1 18 Pa.C.S.A. §§ 3126(a)(7) and 6301(a)(1)(ii).
J-S26010-20
charges, but convicted him of the remaining charges. On
February 26, 2019, this [c]ourt sentenced [Appellant] to an
aggregate sentence of 9 to 18 months’ incarceration followed by
5 years’ supervised probation.
On March 5, 2019, [Appellant] filed a post-sentence motion
for judgment of acquittal based upon the sufficiency of the
evidence and motions for a new trial based upon the weight of the
evidence and ineffective assistance of counsel. The motions were
granted in part and denied in part. Specifically, [the trial court]

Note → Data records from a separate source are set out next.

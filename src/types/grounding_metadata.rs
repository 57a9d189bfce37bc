use serde::{Deserialize, Serialize};

use crate::types::Citation;

/// Grounding information attached to a candidate when search is enabled.
#[derive(Debug, Clone, Default, PartialEq, Serialize, Deserialize)]
#[serde(rename_all = "camelCase")]
pub struct GroundingMetadata {
    /// Sources consulted for the reply.
    #[serde(default)]
    pub grounding_chunks: Vec<GroundingChunk>,
    /// Queries the provider ran.
    #[serde(default, skip_serializing_if = "Vec::is_empty")]
    pub web_search_queries: Vec<String>,
}

impl GroundingMetadata {
    /// The web sources among the grounding chunks, in order.
    pub fn citations(&self) -> Vec<Citation> {
        self.grounding_chunks
            .iter()
            .filter_map(|chunk| chunk.web.as_ref())
            .map(|web| Citation::new(web.uri.clone(), web.title.clone()))
            .collect()
    }
}

/// A single grounding source.
#[derive(Debug, Clone, Default, PartialEq, Serialize, Deserialize)]
pub struct GroundingChunk {
    /// Set for web search results.
    #[serde(default, skip_serializing_if = "Option::is_none")]
    pub web: Option<WebSource>,
}

/// A web page used for grounding.
#[derive(Debug, Clone, Default, PartialEq, Serialize, Deserialize)]
pub struct WebSource {
    /// The page address.
    #[serde(default)]
    pub uri: String,
    /// The page title.
    #[serde(default)]
    pub title: String,
}
//! Line handling for the chat REPL.
//!
//! [`ChatSession`] routes each input line either to a slash command or to
//! [`Conversation::send_message`], and formats statistics and configuration
//! for display.

use std::ops::ControlFlow;

use crate::chat::commands::{ChatCommand, help_text, parse_command};
use crate::config::{DEFAULT_SYSTEM_INSTRUCTION, SessionConfig};
use crate::conversation::Conversation;
use crate::provider::Provider;
use crate::types::Model;

/// A REPL-facing wrapper around a conversation.
pub struct ChatSession<P: Provider> {
    conversation: Conversation<P>,
}

impl<P: Provider> ChatSession<P> {
    /// Wraps `conversation`.
    pub fn new(conversation: Conversation<P>) -> Self {
        Self { conversation }
    }

    /// The wrapped conversation.
    pub fn conversation(&self) -> &Conversation<P> {
        &self.conversation
    }

    /// The wrapped conversation, mutably.
    pub fn conversation_mut(&mut self) -> &mut Conversation<P> {
        &mut self.conversation
    }

    /// Handles one line of input.  Breaks when the user asks to quit.
    ///
    /// Blank lines are ignored.  Failures have already been shown by the
    /// presenter when this returns.
    pub async fn handle_line(&mut self, line: &str) -> ControlFlow<()> {
        let line = line.trim();
        if line.is_empty() {
            return ControlFlow::Continue(());
        }
        if let Some(command) = parse_command(line) {
            return self.handle_command(command);
        }
        // Failures are published to the presenter as they happen.
        _ = self.conversation.send_message(line).await;
        ControlFlow::Continue(())
    }

    /// Applies a parsed slash command.
    pub fn handle_command(&mut self, command: ChatCommand) -> ControlFlow<()> {
        match command {
            ChatCommand::Quit => return ControlFlow::Break(()),
            ChatCommand::Reset => {
                if self.conversation.reset_conversation().is_ok() {
                    self.info("Started a new conversation.");
                }
            }
            ChatCommand::Help => {
                let help = help_text()
                    .lines()
                    .map(|line| format!("    {line}"))
                    .collect::<Vec<_>>()
                    .join("\n");
                self.info(&help);
            }
            ChatCommand::Model(name) => {
                let model = Model::from(name);
                let config = self.conversation.config().clone().with_model(model.clone());
                self.reconfigure(config, &format!("Model changed to: {model}"));
            }
            ChatCommand::System(instruction) => {
                let (instruction, note) = match instruction {
                    Some(text) => (text.clone(), format!("System instruction set to: {text}")),
                    None => (
                        DEFAULT_SYSTEM_INSTRUCTION.to_string(),
                        "System instruction restored to the default.".to_string(),
                    ),
                };
                let config = self
                    .conversation
                    .config()
                    .clone()
                    .with_system_instruction(instruction);
                self.reconfigure(config, &note);
            }
            ChatCommand::Temperature(value) => {
                let config = self.conversation.config().clone().with_temperature(value);
                self.reconfigure(config, &format!("Temperature set to {value:.2}"));
            }
            ChatCommand::Search(enabled) => {
                let config = self.conversation.config().clone().with_search(enabled);
                let note = if enabled {
                    "Web search grounding enabled."
                } else {
                    "Web search grounding disabled."
                };
                self.reconfigure(config, note);
            }
            ChatCommand::Stats => {
                let stats = self.describe_stats();
                self.info(&stats);
            }
            ChatCommand::ShowConfig => {
                let config = describe_config(self.conversation.config());
                self.info(&config);
            }
            ChatCommand::Invalid(message) => {
                self.conversation.presenter_mut().print_error(&message);
            }
        }
        ControlFlow::Continue(())
    }

    /// Formats conversation statistics for display.
    pub fn describe_stats(&self) -> String {
        let stats = self.conversation.stats();
        let mut out = String::from("    Conversation Statistics:\n");
        out.push_str(&format!("      Model: {}\n", stats.model));
        out.push_str(&format!("      Messages: {}\n", stats.message_count));
        out.push_str(&format!(
            "      Sends: {} ({} failed, {} interrupted)\n",
            stats.sends, stats.failed_sends, stats.cancelled_sends
        ));
        out.push_str(&format!("      Sessions created: {}\n", stats.sessions_created));
        out.push_str(&format!(
            "      Session: {}",
            if stats.has_session { "open" } else { "not open" }
        ));
        out
    }

    fn reconfigure(&mut self, config: SessionConfig, note: &str) {
        if self.conversation.reconfigure(config).is_ok() {
            self.info(&format!("{note} Started a new conversation."));
        }
    }

    fn info(&mut self, text: &str) {
        self.conversation.presenter_mut().print_info(text);
    }
}

/// Formats a session configuration for display.
pub fn describe_config(config: &SessionConfig) -> String {
    let mut out = String::from("    Current Configuration:\n");
    out.push_str(&format!("      Model: {}\n", config.model));
    out.push_str(&format!("      Temperature: {:.2}\n", config.temperature));
    out.push_str(&format!(
        "      Web search: {}\n",
        if config.use_search { "on" } else { "off" }
    ));
    out.push_str(&format!("      System instruction: {}", config.system_instruction));
    out
}

#[cfg(test)]
mod tests {
    use super::*;

    #[test]
    fn describe_config_lists_fields() {
        let text = describe_config(
            &SessionConfig::new()
                .with_model("m1")
                .with_temperature(0.25)
                .with_search(false),
        );
        assert!(text.contains("Model: m1"));
        assert!(text.contains("Temperature: 0.25"));
        assert!(text.contains("Web search: off"));
    }
}
//! Server-Sent Events (SSE) processing for streaming responses.
//!
//! This module turns the byte stream of a `streamGenerateContent?alt=sse`
//! response into a stream of [`GenerateContentResponse`] chunks.  Events are
//! delimited by blank lines; `\r\n` line endings are accepted.

use bytes::Bytes;
use futures::stream::{self, Stream, StreamExt};
use serde::Deserialize;

use crate::client::{GoogleErrorBody, error_from_status};
use crate::observability::{STREAM_BYTES, STREAM_ERRORS};
use crate::types::GenerateContentResponse;
use crate::{Error, Result};

/// Process a stream of bytes into a stream of response chunks.
///
/// Events without a `data:` field (comments, keep-alives) are skipped.  An
/// event whose data is a Google error body is surfaced as the matching
/// [`Error`].
pub fn process_sse<S>(byte_stream: S) -> impl Stream<Item = Result<GenerateContentResponse>> + Send
where
    S: Stream<Item = std::result::Result<Bytes, reqwest::Error>> + Unpin + Send + 'static,
{
    let stream = byte_stream.map(|result| {
        result
            .map_err(|e| Error::streaming(format!("Error in HTTP stream: {e}"), Some(Box::new(e))))
    });

    let buffer: Vec<u8> = Vec::new();

    stream::unfold(
        (stream, buffer),
        move |(mut stream, mut buffer)| async move {
            loop {
                if let Some(event) = extract_event(&mut buffer) {
                    match event {
                        Some(event) => return Some((event, (stream, buffer))),
                        None => continue,
                    }
                }

                match stream.next().await {
                    Some(Ok(bytes)) => {
                        STREAM_BYTES.count(bytes.len() as u64);
                        buffer.extend_from_slice(&bytes);
                        if buffer.contains(&b'\r') {
                            normalize_crlf(&mut buffer);
                        }
                    }
                    Some(Err(e)) => {
                        STREAM_ERRORS.click();
                        return Some((Err(e), (stream, buffer)));
                    }
                    None => {
                        // A final event may lack its trailing blank line.
                        let last = std::mem::take(&mut buffer);
                        if last.iter().all(u8::is_ascii_whitespace) {
                            return None;
                        }
                        return decode_event(&last).map(|event| (event, (stream, buffer)));
                    }
                }
            }
        },
    )
}

/// Extract a complete SSE event from the front of `buffer`.
///
/// Returns `None` if the buffer does not yet hold a complete event, and
/// `Some(None)` for a complete event that carries no data.  Only complete
/// events are decoded, so a character split across network chunks is
/// reassembled first.
fn extract_event(buffer: &mut Vec<u8>) -> Option<Option<Result<GenerateContentResponse>>> {
    let end = buffer.windows(2).position(|w| w == b"\n\n")?;
    let event: Vec<u8> = buffer.drain(..end + 2).take(end).collect();
    Some(decode_event(&event))
}

fn decode_event(event: &[u8]) -> Option<Result<GenerateContentResponse>> {
    match std::str::from_utf8(event) {
        Ok(text) => parse_event(text),
        Err(e) => {
            STREAM_ERRORS.click();
            Some(Err(Error::from(e)))
        }
    }
}

/// Drops the `\r` of every `\r\n` pair.  A trailing `\r` is kept until its
/// `\n` arrives.
fn normalize_crlf(buffer: &mut Vec<u8>) {
    let mut out = Vec::with_capacity(buffer.len());
    let mut bytes = buffer.iter().copied().peekable();
    while let Some(b) = bytes.next() {
        if b == b'\r' && bytes.peek() == Some(&b'\n') {
            continue;
        }
        out.push(b);
    }
    *buffer = out;
}

/// Parse the text of one event.
fn parse_event(event_text: &str) -> Option<Result<GenerateContentResponse>> {
    let mut data: Option<String> = None;
    for line in event_text.lines() {
        if let Some(value) = line.strip_prefix("data:") {
            let value = value.strip_prefix(' ').unwrap_or(value);
            match data.as_mut() {
                Some(data) => {
                    data.push('\n');
                    data.push_str(value);
                }
                None => data = Some(value.to_string()),
            }
        }
    }
    let data = data?;
    if data.trim() == "[DONE]" {
        return None;
    }
    Some(parse_data(&data))
}

#[derive(Deserialize)]
#[serde(untagged)]
enum StreamPayload {
    Error { error: GoogleErrorBody },
    Chunk(GenerateContentResponse),
}

fn parse_data(data: &str) -> Result<GenerateContentResponse> {
    match serde_json::from_str::<StreamPayload>(data) {
        Ok(StreamPayload::Chunk(chunk)) => Ok(chunk),
        Ok(StreamPayload::Error { error }) => {
            STREAM_ERRORS.click();
            Err(error_from_status(
                error.code.unwrap_or(500),
                error.status,
                error.message.unwrap_or_else(|| data.to_string()),
                None,
            ))
        }
        Err(e) => {
            STREAM_ERRORS.click();
            Err(Error::serialization(
                format!("Failed to parse event JSON: {e}"),
                Some(Box::new(e)),
            ))
        }
    }
}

held that the Commonwealth failed to present sufficient evidence
to enable a jury to conclude beyond a reasonable doubt that
[Appellant] assaulted [the Victim] in his living room. Accordingly,
[the trial court] vacated the sentences relating to the living room
incident (i.e., one count of indecent assault and one count of
corruption of minors). [The court] denied [Appellant’s] motion for
a new trial based upon the weight of the evidence, after finding
that the jury’s verdict did not shock our sense of justice. [The
court] also denied the motion for a new trial based upon trial
counsel’s alleged ineffectiveness. [The trial court] found that the
ineffective assistance claim did not warrant consideration and
relief on direct review under the limited exception recognized in
Commonwealth v. Holmes, 79 A.3d 562 (Pa. 2017).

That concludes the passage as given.